## DIRECTIONS
Only the lines below from the one containing "impl From<&configs::LoansConfig> for" to the one containing "pub struct LoanService" should be repeated, both included and unchanged.

## Records from a data source
---------------

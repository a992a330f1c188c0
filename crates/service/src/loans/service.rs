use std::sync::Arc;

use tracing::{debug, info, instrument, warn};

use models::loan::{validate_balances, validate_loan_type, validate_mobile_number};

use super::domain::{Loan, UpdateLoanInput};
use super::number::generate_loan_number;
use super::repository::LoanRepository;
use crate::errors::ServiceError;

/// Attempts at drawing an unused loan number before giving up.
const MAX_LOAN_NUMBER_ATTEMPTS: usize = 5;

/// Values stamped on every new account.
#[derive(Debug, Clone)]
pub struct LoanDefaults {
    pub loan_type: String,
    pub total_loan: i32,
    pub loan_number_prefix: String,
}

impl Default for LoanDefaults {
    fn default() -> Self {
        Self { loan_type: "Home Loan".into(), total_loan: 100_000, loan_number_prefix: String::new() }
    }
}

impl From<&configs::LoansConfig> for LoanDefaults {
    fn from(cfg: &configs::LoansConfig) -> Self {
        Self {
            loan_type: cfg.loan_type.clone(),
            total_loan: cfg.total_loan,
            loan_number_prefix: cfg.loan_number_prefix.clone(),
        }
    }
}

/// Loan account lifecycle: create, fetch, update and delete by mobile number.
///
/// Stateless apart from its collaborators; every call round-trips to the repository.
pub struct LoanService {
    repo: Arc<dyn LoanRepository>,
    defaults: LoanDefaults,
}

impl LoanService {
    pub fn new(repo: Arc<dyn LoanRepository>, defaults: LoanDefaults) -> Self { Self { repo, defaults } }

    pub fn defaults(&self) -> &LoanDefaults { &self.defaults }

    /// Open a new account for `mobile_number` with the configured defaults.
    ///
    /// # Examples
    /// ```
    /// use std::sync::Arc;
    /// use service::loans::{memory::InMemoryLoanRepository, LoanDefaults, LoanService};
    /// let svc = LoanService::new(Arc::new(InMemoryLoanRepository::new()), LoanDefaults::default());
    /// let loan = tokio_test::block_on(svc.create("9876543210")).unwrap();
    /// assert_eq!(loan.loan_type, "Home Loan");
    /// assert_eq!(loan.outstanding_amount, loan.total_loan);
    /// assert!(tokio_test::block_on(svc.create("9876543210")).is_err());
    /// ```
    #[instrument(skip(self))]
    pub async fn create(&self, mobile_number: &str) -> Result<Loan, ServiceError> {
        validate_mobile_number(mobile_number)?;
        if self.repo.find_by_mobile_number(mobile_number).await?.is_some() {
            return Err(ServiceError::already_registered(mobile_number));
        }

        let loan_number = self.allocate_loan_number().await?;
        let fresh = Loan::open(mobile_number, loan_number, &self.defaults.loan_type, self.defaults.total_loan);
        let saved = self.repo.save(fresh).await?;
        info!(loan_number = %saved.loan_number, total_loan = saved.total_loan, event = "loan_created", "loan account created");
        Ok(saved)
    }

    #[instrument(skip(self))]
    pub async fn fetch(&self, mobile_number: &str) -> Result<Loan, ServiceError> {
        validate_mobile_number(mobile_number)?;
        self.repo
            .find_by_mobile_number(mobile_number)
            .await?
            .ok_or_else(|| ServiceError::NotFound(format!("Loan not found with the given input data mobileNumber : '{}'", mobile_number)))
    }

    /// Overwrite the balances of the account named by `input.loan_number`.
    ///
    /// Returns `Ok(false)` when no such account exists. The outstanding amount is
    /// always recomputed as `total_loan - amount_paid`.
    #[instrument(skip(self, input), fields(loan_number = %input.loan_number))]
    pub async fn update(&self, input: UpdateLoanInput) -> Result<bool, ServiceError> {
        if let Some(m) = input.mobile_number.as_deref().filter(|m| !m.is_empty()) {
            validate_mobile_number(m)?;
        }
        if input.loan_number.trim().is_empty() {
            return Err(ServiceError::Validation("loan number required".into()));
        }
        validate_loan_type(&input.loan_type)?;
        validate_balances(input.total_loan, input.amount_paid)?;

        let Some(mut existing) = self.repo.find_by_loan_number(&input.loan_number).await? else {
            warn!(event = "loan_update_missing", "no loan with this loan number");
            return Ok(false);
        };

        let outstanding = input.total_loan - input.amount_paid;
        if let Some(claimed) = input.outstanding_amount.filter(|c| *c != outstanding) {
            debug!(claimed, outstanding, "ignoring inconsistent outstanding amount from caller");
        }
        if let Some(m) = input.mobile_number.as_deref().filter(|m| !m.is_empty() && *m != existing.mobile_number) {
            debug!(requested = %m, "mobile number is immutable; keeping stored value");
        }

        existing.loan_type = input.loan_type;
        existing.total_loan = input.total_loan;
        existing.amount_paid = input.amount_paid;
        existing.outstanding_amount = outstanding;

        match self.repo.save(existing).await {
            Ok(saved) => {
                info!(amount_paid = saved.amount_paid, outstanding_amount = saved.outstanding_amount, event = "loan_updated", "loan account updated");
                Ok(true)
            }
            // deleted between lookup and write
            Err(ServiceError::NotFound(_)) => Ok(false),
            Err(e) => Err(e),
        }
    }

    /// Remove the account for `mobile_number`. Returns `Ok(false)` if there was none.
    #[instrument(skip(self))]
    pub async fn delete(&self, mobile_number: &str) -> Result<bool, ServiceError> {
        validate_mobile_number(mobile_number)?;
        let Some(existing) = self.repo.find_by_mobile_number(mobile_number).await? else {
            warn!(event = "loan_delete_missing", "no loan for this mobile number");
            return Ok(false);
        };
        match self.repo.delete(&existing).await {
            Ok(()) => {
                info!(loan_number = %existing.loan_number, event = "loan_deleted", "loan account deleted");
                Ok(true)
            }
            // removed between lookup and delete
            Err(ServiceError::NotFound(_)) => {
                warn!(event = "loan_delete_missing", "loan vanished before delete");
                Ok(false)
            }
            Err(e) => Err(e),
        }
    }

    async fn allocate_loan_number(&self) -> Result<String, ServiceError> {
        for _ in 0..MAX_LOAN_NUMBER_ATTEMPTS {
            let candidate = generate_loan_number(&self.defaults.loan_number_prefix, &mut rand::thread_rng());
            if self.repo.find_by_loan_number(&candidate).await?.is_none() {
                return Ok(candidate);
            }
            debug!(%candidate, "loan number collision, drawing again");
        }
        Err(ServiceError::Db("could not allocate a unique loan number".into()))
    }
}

---------------

## WRITTEN SOLUTION
impl From<&configs::LoansConfig> for LoanDefaults {
    fn from(cfg: &configs::LoansConfig) -> Self {
        Self {
            loan_type: cfg.loan_type.clone(),
            total_loan: cfg.total_loan,
            loan_number_prefix: cfg.loan_number_prefix.clone(),
        }
    }
}

/// Loan account lifecycle: create, fetch, update and delete by mobile number.
///
/// Stateless apart from its collaborators; every call round-trips to the repository.
pub struct LoanService {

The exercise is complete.